As if to bring the irony home, I began to receive queries along the lines of my title: “So, na wetin Niger Delta go get for this government?” As an activist first and foremost, it was not a question I wished to entertain, knowing what informed it: the aforementioned zoning or sharing of political offices currently exercising the ingenuity of the winning party. But then it dawned on me that in a clamorous multi-ethnic society such as ours, further bifurcated by two foreign religions, who gets what in the allocation of political benefits, especially now that every region cries marginalisation, is as vital to the sense of participation and involvement as the monthly allocation from the federal purse. There is a reason, after all, for that awkward enshrinement of federal character in the constitution. But while the Niger Delta might be calm now, thanks to President Jonathan’s timely and laudable acceptance of defeat that defused the tension which threatened to unleash mayhem and fulfil the cynical prophesies of the end of Nigeria in 2015, the boiling rage of the region caused by mindless exploitation and environmental degradation since 1958 requires the most astute and beneficial handling, else we may just have merely postponed a looming catastrophe. I wouldn’t urge any specific policy step yet—for instance, whether or not to discontinue late President Yar’Adua’s amnesty programme which saved the oil sector and so the economy from total collapse—but I would suggest an immediate engagement by Buhari with genuine leaders of the Niger Delta.

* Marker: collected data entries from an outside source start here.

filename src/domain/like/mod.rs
pub mod errors;
pub mod record;
pub mod repository;
pub mod state;
pub mod count_animator;
pub mod dto;
pub mod use_case;
pub mod like;
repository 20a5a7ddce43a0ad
use crate::domain::shared::tween::{Tween, format_count};
use crate::presentation::view::ViewSet;
use std::sync::{Arc, Mutex, MutexGuard};
use std::time::Duration;
use tokio::task::JoinHandle;
use tokio::time::{Instant, MissedTickBehavior};

pub const COUNT_PLACEHOLDER: &str = "...";

#[derive(Debug, Default)]
struct Frame {
    generation: u64,
    shown: u64,
    target: u64,
}

/// Drives every bound count display toward the latest known like count.
///
/// Each call to `animate_to` supersedes the previous one; a superseded
/// animation stops at its next frame and the new one starts from whatever
/// value is on screen.
#[derive(Clone)]
pub struct CountAnimator {
    views: ViewSet,
    duration: Duration,
    frame_interval: Duration,
    frame: Arc<Mutex<Frame>>,
}

impl CountAnimator {
    pub fn new(views: ViewSet, duration: Duration, frame_interval: Duration) -> Self {
        Self {
            views,
            duration,
            frame_interval: frame_interval.max(Duration::from_millis(1)),
            frame: Arc::new(Mutex::new(Frame::default())),
        }
    }

    fn lock(&self) -> MutexGuard<'_, Frame> {
        self.frame.lock().unwrap_or_else(|poisoned| poisoned.into_inner())
    }

    pub fn show_placeholder(&self) {
        let mut frame = self.lock();
        frame.generation += 1;
        self.views.render_count(COUNT_PLACEHOLDER);
    }

    pub fn set_immediate(&self, value: u64) {
        let mut frame = self.lock();
        frame.generation += 1;
        frame.shown = value;
        frame.target = value;
        self.views.render_count(&format_count(value));
    }

    /// Last value written to the displays.
    pub fn displayed(&self) -> u64 {
        self.lock().shown
    }

    pub fn target(&self) -> u64 {
        self.lock().target
    }

    /// Start animating toward `target`. Returns the animation task, or `None`
    /// when the value was applied immediately.
    pub fn animate_to(&self, target: u64) -> Option<JoinHandle<()>> {
        let (generation, from) = {
            let mut frame = self.lock();
            frame.generation += 1;
            frame.target = target;
            if self.duration.is_zero() || frame.shown == target {
                frame.shown = target;
                self.views.render_count(&format_count(target));
                return None;
            }
            (frame.generation, frame.shown)
        };

        let animator = self.clone();
        Some(tokio::spawn(async move {
            animator.run(generation, Tween::new(from, target, animator.duration)).await;
        }))
    }

    async fn run(&self, generation: u64, tween: Tween) {
        let started = Instant::now();
        let mut ticker = tokio::time::interval(self.frame_interval);
        ticker.set_missed_tick_behavior(MissedTickBehavior::Skip);
        loop {
            ticker.tick().await;
            let elapsed = started.elapsed();
            let value = tween.value_at(elapsed);
            {
                let mut frame = self.lock();
                if frame.generation != generation {
                    return;
                }
                frame.shown = value;
                self.views.render_count(&format_count(value));
            }
            if tween.is_finished(elapsed) {
                return;
            }
        }
    }
}
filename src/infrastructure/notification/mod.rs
pub mod emailjs_notifier;
pub mod tracing_notifier;
use super::errors::StoreError;
use super::record::{IdentityKey, LikeRecord};
use async_trait::async_trait;

#[derive(Debug, Clone, Copy, PartialEq, Eq)]
pub enum CreateOutcome {
    Created,
    AlreadyExists,
}

/// Document store holding at most one `LikeRecord` per identity.
///
/// The like count is always `count_all()`, the size of the collection. There is
/// no separate counter to fall out of step with the records.
#[async_trait]
pub trait LikeStore: Send + Sync {
    async fn exists(&self, key: &IdentityKey) -> Result<bool, StoreError>;

    /// Insert `record` only if no record exists under its key. Must never
    /// overwrite an existing record.
    async fn create_if_absent(&self, record: &LikeRecord) -> Result<CreateOutcome, StoreError>;

    async fn count_all(&self) -> Result<u64, StoreError>;
}
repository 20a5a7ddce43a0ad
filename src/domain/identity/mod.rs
pub mod provider;
use crate::domain::notification::notifier::{Notifier, NotifyError, TemplateVars};
use async_trait::async_trait;
use tracing::info;

/// Used when no email service is configured: records what would have been sent.
pub struct TracingNotifier;

#[async_trait]
impl Notifier for TracingNotifier {
    async fn send(&self, contact_address: &str, vars: &TemplateVars) -> Result<(), NotifyError> {
        info!(
            to = contact_address,
            user_name = %vars.user_name,
            liked_at = %vars.liked_at,
            "email delivery not configured, skipping thank-you email"
        );
        Ok(())
    }
}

I cannot, of course, say what will become of the Niger Delta, not being a soothsayer. I can, however, urge my interlocutors to be optimistic. Beyond Buhari’s avowed commitment to change, I was glad to note that the unrelieved plight of the Niger Delta was at the very top of his list of problems requiring immediate attention and regarding which he sought the co-operation of the National Assembly in his speech at the induction of newly-elected parliamentarians. His own phrasing is apt: “Devastation and environmental degradation in the Niger Delta area which must be attended to.” The Niger Delta waits with great expectations.